── GIVEN DATA ──
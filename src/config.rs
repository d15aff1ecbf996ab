use std::path::PathBuf;

use anyhow::{Context, Result};

use crate::llm::{AnthropicConfig, OpenAiConfig};

pub const DEFAULT_STORAGE_DIR: &str = "generated-articles";
pub const DEFAULT_WEB_DIR: &str = "static";

/// Application configuration, read once at startup
#[derive(Debug, Clone)]
pub struct AppConfig {
    /// Draft generator (Anthropic)
    pub draft: AnthropicConfig,
    /// Rewriter (OpenAI)
    pub rewrite: OpenAiConfig,
    /// Directory that receives saved articles
    pub storage_dir: PathBuf,
    /// Directory holding the static web UI, served when present
    pub web_dir: PathBuf,
}

impl AppConfig {
    /// Create config from environment variables
    pub fn from_env() -> Result<Self> {
        Ok(Self {
            draft: AnthropicConfig::from_env()?,
            rewrite: OpenAiConfig::from_env()?,
            storage_dir: PathBuf::from(env_or("FILE_STORAGE_PATH", DEFAULT_STORAGE_DIR)),
            web_dir: PathBuf::from(env_or("BLOGSMITH_WEB_DIR", DEFAULT_WEB_DIR)),
        })
    }
}

/// Read a required environment variable; unset and blank are both errors
pub(crate) fn required_env(name: &str) -> Result<String> {
    std::env::var(name)
        .ok()
        .filter(|v| !v.trim().is_empty())
        .with_context(|| format!("{name} environment variable not set"))
}

/// Read an environment variable, falling back to `default` when unset or blank
pub(crate) fn env_or(name: &str, default: &str) -> String {
    std::env::var(name)
        .ok()
        .filter(|v| !v.trim().is_empty())
        .unwrap_or_else(|| default.to_string())
}

#[cfg(test)]
mod tests {
    use super::*;

    #[test]
    fn test_required_env_rejects_blank_value() {
        // SAFETY: the variable name is unique to this test
        unsafe { std::env::set_var("BLOGSMITH_TEST_BLANK_API_KEY", "   ") };

        let err = required_env("BLOGSMITH_TEST_BLANK_API_KEY").unwrap_err();
        assert_eq!(
            err.to_string(),
            "BLOGSMITH_TEST_BLANK_API_KEY environment variable not set"
        );
        assert!(required_env("BLOGSMITH_TEST_SURELY_UNSET_VARIABLE").is_err());
    }

    #[test]
    fn test_env_or_falls_back_when_unset() {
        assert_eq!(
            env_or("BLOGSMITH_TEST_SURELY_UNSET_VARIABLE", "fallback"),
            "fallback"
        );
    }
}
───
> WHAT TO PRODUCE:
Your task is to copy each line of the listing that holds the word "OpenAiConfig".

> OUTPUT FOR THIS EXERCISE:
use crate::llm::{AnthropicConfig, OpenAiConfig};
    pub rewrite: OpenAiConfig,
            rewrite: OpenAiConfig::from_env()?,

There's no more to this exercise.